EXERCISE DIRECTIONS: Every line below should be repeated exactly as written.
::: DATA TO USE
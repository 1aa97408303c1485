//! Decision table mapping scope and registry presence to a status.

use crate::classify::version::compare_versions;
use crate::types::{ScopeCategory, Status};
use std::cmp::Ordering;
use ScopeCategory::{OtherOrgScope, OwnScope, Unscoped};

/// Outcome stored in one table cell.
#[derive(Debug, Clone, Copy, PartialEq, Eq)]
pub struct Verdict {
    pub status: Status,
    pub vulnerable: bool,
    pub reason: &'static str,
    /// Append a note comparing public and private versions.
    pub version_note: bool,
}

/// One row of the decision table.
#[derive(Debug, Clone, Copy)]
pub struct Cell {
    pub category: ScopeCategory,
    pub private_found: bool,
    pub public_found: bool,
    pub verdict: Verdict,
}

const fn cell(
    category: ScopeCategory,
    private_found: bool,
    public_found: bool,
    status: Status,
    vulnerable: bool,
    reason: &'static str,
    version_note: bool,
) -> Cell {
    Cell {
        category,
        private_found,
        public_found,
        verdict: Verdict {
            status,
            vulnerable,
            reason,
            version_note,
        },
    }
}

/// Every reachable `(scope, private found, public found)` combination.
#[rustfmt::skip]
pub static DECISION_TABLE: [Cell; 12] = [
    cell(Unscoped, true, true, Status::Suspicious, false,
        "Unscoped package exists in both registries", true),
    cell(Unscoped, true, false, Status::Vulnerable, true,
        "Unscoped package exists only in private registry (high risk for name squatting)", false),
    cell(Unscoped, false, true, Status::Secure, false,
        "Public package exists only in public registry (normal scenario)", false),
    cell(Unscoped, false, false, Status::NotFound, false,
        "Package not found in any registry", false),
    cell(OwnScope, true, true, Status::Secure, false,
        "Own-scoped package exists in both registries (likely intentional)", false),
    cell(OwnScope, true, false, Status::Secure, false,
        "Own-scoped package exists only in private registry (secure scenario)", false),
    cell(OwnScope, false, true, Status::Vulnerable, true,
        "Own-scoped package exists only in public registry (high risk dependency confusion)", false),
    cell(OwnScope, false, false, Status::NotFound, false,
        "Own-scoped package not found in any registry", false),
    cell(OtherOrgScope, true, true, Status::Suspicious, false,
        "External-scoped package exists in both registries", true),
    cell(OtherOrgScope, true, false, Status::Suspicious, false,
        "External-scoped package exists only in private registry (unusual scenario)", false),
    cell(OtherOrgScope, false, true, Status::Secure, false,
        "External-scoped public package (normal scenario)", false),
    cell(OtherOrgScope, false, false, Status::NotPossible, false,
        "External-scoped package not found anywhere", false),
];

/// Verdict for names that are unscoped yet match the private scope prefix.
pub static SCOPE_CONFIG_ERROR: Verdict = Verdict {
    status: Status::NotPossible,
    vulnerable: false,
    reason: "Package cannot be unscoped and belong to the private scope (check the private scope prefix)",
    version_note: false,
};

/// Find the cell for a combination. Always `Some` for the three categories.
pub fn lookup(category: ScopeCategory, private_found: bool, public_found: bool) -> Option<&'static Verdict> {
    DECISION_TABLE
        .iter()
        .find(|c| {
            c.category == category && c.private_found == private_found && c.public_found == public_found
        })
        .map(|c| &c.verdict)
}

/// Note appended when a package is present in both registries.
pub fn version_note(public_version: &str, private_version: &str) -> &'static str {
    match compare_versions(public_version, private_version) {
        Ordering::Greater => "public version is higher - possible version bombing",
        Ordering::Less => "private version is higher",
        Ordering::Equal => "same version in both registries - possibly served through a proxy cache",
    }
}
::::::
TASK ANSWER:
repository 1aa97408303c1485
//! Decision table mapping scope and registry presence to a status.

use crate::classify::version::compare_versions;
use crate::types::{ScopeCategory, Status};
use std::cmp::Ordering;
use ScopeCategory::{OtherOrgScope, OwnScope, Unscoped};

/// Outcome stored in one table cell.
#[derive(Debug, Clone, Copy, PartialEq, Eq)]
pub struct Verdict {
    pub status: Status,
    pub vulnerable: bool,
    pub reason: &'static str,
    /// Append a note comparing public and private versions.
    pub version_note: bool,
}

/// One row of the decision table.
#[derive(Debug, Clone, Copy)]
pub struct Cell {
    pub category: ScopeCategory,
    pub private_found: bool,
    pub public_found: bool,
    pub verdict: Verdict,
}

const fn cell(
    category: ScopeCategory,
    private_found: bool,
    public_found: bool,
    status: Status,
    vulnerable: bool,
    reason: &'static str,
    version_note: bool,
) -> Cell {
    Cell {
        category,
        private_found,
        public_found,
        verdict: Verdict {
            status,
            vulnerable,
            reason,
            version_note,
        },
    }
}

/// Every reachable `(scope, private found, public found)` combination.
#[rustfmt::skip]
pub static DECISION_TABLE: [Cell; 12] = [
    cell(Unscoped, true, true, Status::Suspicious, false,
        "Unscoped package exists in both registries", true),
    cell(Unscoped, true, false, Status::Vulnerable, true,
        "Unscoped package exists only in private registry (high risk for name squatting)", false),
    cell(Unscoped, false, true, Status::Secure, false,
        "Public package exists only in public registry (normal scenario)", false),
    cell(Unscoped, false, false, Status::NotFound, false,
        "Package not found in any registry", false),
    cell(OwnScope, true, true, Status::Secure, false,
        "Own-scoped package exists in both registries (likely intentional)", false),
    cell(OwnScope, true, false, Status::Secure, false,
        "Own-scoped package exists only in private registry (secure scenario)", false),
    cell(OwnScope, false, true, Status::Vulnerable, true,
        "Own-scoped package exists only in public registry (high risk dependency confusion)", false),
    cell(OwnScope, false, false, Status::NotFound, false,
        "Own-scoped package not found in any registry", false),
    cell(OtherOrgScope, true, true, Status::Suspicious, false,
        "External-scoped package exists in both registries", true),
    cell(OtherOrgScope, true, false, Status::Suspicious, false,
        "External-scoped package exists only in private registry (unusual scenario)", false),
    cell(OtherOrgScope, false, true, Status::Secure, false,
        "External-scoped public package (normal scenario)", false),
    cell(OtherOrgScope, false, false, Status::NotPossible, false,
        "External-scoped package not found anywhere", false),
];

/// Verdict for names that are unscoped yet match the private scope prefix.
pub static SCOPE_CONFIG_ERROR: Verdict = Verdict {
    status: Status::NotPossible,
    vulnerable: false,
    reason: "Package cannot be unscoped and belong to the private scope (check the private scope prefix)",
    version_note: false,
};

/// Find the cell for a combination. Always `Some` for the three categories.
pub fn lookup(category: ScopeCategory, private_found: bool, public_found: bool) -> Option<&'static Verdict> {
    DECISION_TABLE
        .iter()
        .find(|c| {
            c.category == category && c.private_found == private_found && c.public_found == public_found
        })
        .map(|c| &c.verdict)
}

/// Note appended when a package is present in both registries.
pub fn version_note(public_version: &str, private_version: &str) -> &'static str {
    match compare_versions(public_version, private_version) {
        Ordering::Greater => "public version is higher - possible version bombing",
        Ordering::Less => "private version is higher",
        Ordering::Equal => "same version in both registries - possibly served through a proxy cache",
    }
}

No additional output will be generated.